Notes are listed in terms of the chapter they reference.

33 - Sometimes Aristotle uses proper names. It seems that many scholars think that this is a generic term or as the concept 'man'. I'm thinking that most likely it references a student of his, and probably should stand for a particular, that is, a substance (a concrete individual). Aristotle talks of a "musical Mikkalos" in a deduction, but the deduction isn't quite clear. It is an example of evidence that Aristotle is presenting much of his philosophy in a pedagogical way - perhaps that doing philosophy is active through discussion with students, where writing is a tool of illustration rather than the main content.

33 - When deducing, be careful with how the different premises relate to each other. Resemblance between 2 premises can cause error.

34 - Poorly set out terms cause error. Try substituting to avoid that.
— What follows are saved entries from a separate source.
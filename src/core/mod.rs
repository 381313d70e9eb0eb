//! core/mod.rs
//!
//! The brain of the app:
//! - Session state + result types (plain data, no GUI)
//! - Append cover art to ID3 tags (metadata IO)
//! - Run a batch over many files and summarize it
//!
//! The GUI only calls in here; nothing in `core` knows about iced or dialogs,
//! so every piece can be tested without a display.

pub mod batch;
pub mod error;
pub mod tags;
pub mod types;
44 - One cannot deduce below assumptions, that is, there will not be a deduction if one goes below the assumptions.

44 - deductions work when one agrees that they will accept the conclusion. Deduction through impossibility requires no agreement to this. 
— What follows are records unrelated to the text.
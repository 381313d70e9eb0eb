//! core/tags/mod.rs
//!
//! ID3 cover-art utilities.
//! Public API:
//! - [`CoverArt`] holds the image bytes + MIME that go into every file.
//! - [`embed_cover`] appends one front-cover APIC frame and writes the file back.
//!
//! Existing tags are edited at the byte level (see `layout`) so no frame the
//! file already carries is merged away.

mod art;
mod layout;
#[cfg(test)]
mod read;

pub use art::{CoverArt, embed_cover};

#[cfg(test)]
pub(crate) use art::{COVER_DESCRIPTION, encode_frame};
#[cfg(test)]
pub(crate) use layout::unsynchronise;
#[cfg(test)]
pub(crate) use read::read_pictures;
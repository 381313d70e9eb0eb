//! gui/icon.rs
//! Optional window icon. Purely cosmetic: any problem just means no icon.

use std::path::{Path, PathBuf};

use iced::window::Icon;

pub(crate) const ICON_FILE: &str = "icon.png";

/// Where a bundled resource lives.
/// - next to the executable (packaged build)
/// - else relative to the current working directory
pub(crate) fn resource_path(relative: &str) -> PathBuf {
    let exe_dir = std::env::current_exe()
        .ok()
        .and_then(|exe| exe.parent().map(Path::to_path_buf));
    resolve_in(exe_dir.as_deref(), relative)
}

fn resolve_in(exe_dir: Option<&Path>, relative: &str) -> PathBuf {
    if let Some(dir) = exe_dir {
        let bundled = dir.join(relative);
        if bundled.exists() {
            return bundled;
        }
    }

    std::env::current_dir()
        .map(|cwd| cwd.join(relative))
        .unwrap_or_else(|_| PathBuf::from(relative))
}

pub(crate) fn load_window_icon() -> Option<Icon> {
    let path = resource_path(ICON_FILE);
    if !path.exists() {
        tracing::debug!(path = %path.display(), "no window icon");
        return None;
    }

    let bytes = match std::fs::read(&path) {
        Ok(b) => b,
        Err(e) => {
            tracing::warn!(path = %path.display(), "failed to read window icon: {e}");
            return None;
        }
    };

    match iced::window::icon::from_file_data(&bytes, None) {
        Ok(icon) => Some(icon),
        Err(e) => {
            tracing::warn!(path = %path.display(), "failed to decode window icon: {e}");
            None
        }
    }
}
//! View constants (layout/sizing/colours).

use iced::Color;

pub(crate) const PADDING: f32 = 16.0;
pub(crate) const SPACING: f32 = 12.0;

pub(crate) const HEADER_TEXT: f32 = 16.0;
pub(crate) const ROW_TEXT: f32 = 14.0;

pub(crate) const LIST_ROW_VPAD: f32 = 5.0;
pub(crate) const LIST_ROW_HPAD: f32 = 8.0;

pub(crate) const PROGRESS_H: f32 = 18.0;

pub(crate) const SUCCESS: Color = Color::from_rgb(0.0, 0.5, 0.0);
pub(crate) const WARNING: Color = Color::from_rgb(1.0, 0.596, 0.0);
pub(crate) const MUTED: Color = Color::from_rgb(0.4, 0.4, 0.4);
Because of all the spatial descriptions of the different deductions and figures, and throughout the text, I suspect that everything written down should ultimately be presented visually in a geometric way. Writing it down makes it seem like a transcription by a student, hence the seeming errors or strange grammatical constructions that would be even unusual for Aristotle. Or, it was for Aristotle's own use simply to get a quick glance at how to explain his reasoning.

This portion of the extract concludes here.